> What the task requires: Across the following data, how many lines include the string "DriveName"? Reply with the number and nothing more.

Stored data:
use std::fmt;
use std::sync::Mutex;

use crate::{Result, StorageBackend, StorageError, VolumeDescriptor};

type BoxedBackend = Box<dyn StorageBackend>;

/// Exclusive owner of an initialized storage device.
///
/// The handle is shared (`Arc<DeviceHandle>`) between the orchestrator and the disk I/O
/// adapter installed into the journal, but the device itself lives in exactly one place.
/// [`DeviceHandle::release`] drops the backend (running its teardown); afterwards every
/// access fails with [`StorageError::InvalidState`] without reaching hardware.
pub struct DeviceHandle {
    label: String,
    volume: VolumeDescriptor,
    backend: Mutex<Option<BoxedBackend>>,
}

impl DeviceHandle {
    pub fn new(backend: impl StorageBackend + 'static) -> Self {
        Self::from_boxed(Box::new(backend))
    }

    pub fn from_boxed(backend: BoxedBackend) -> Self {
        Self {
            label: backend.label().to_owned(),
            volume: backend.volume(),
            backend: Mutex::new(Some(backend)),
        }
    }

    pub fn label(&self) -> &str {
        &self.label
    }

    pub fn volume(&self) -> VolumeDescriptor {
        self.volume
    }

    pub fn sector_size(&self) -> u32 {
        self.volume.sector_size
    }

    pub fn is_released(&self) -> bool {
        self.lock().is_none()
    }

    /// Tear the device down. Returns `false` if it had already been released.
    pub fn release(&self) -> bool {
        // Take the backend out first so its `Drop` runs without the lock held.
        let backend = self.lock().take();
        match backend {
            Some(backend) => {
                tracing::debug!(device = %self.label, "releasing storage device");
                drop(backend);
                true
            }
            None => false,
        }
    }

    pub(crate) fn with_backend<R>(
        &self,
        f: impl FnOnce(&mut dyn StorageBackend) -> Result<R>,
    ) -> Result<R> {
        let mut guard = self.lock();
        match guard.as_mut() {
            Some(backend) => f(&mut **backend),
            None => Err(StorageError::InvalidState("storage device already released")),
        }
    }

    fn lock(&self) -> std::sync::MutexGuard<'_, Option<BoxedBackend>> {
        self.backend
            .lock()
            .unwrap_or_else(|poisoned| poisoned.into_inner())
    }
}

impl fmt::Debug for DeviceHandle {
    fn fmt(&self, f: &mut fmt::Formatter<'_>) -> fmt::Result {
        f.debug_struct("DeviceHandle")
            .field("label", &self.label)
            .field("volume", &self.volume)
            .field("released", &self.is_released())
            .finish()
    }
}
* * *
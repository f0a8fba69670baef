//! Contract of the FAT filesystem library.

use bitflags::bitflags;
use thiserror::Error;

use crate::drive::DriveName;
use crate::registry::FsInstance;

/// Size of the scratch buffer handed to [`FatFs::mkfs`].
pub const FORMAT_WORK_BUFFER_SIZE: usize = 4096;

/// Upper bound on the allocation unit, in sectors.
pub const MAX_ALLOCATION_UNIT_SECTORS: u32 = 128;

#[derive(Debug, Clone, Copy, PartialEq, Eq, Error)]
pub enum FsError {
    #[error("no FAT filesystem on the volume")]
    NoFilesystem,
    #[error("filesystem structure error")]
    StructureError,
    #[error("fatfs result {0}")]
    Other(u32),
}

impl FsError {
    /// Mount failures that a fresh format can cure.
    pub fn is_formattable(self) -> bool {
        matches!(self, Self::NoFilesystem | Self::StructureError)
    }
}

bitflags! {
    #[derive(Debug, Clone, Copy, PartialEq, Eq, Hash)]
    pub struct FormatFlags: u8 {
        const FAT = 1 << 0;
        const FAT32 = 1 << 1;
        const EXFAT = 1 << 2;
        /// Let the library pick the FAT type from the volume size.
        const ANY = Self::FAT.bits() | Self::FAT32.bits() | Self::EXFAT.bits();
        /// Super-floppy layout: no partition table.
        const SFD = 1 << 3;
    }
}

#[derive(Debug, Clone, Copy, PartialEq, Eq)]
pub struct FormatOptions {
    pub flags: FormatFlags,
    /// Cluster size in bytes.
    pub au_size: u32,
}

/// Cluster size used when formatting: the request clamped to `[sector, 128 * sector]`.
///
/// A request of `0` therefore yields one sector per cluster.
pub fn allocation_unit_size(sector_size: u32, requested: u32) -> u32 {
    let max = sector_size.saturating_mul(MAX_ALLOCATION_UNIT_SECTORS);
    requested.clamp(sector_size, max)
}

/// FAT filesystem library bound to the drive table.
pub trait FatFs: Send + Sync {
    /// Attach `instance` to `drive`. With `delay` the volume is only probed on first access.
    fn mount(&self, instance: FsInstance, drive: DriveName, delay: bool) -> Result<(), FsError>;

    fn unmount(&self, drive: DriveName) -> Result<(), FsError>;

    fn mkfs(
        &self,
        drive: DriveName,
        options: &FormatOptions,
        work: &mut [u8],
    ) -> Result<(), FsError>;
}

> Exercise result: 4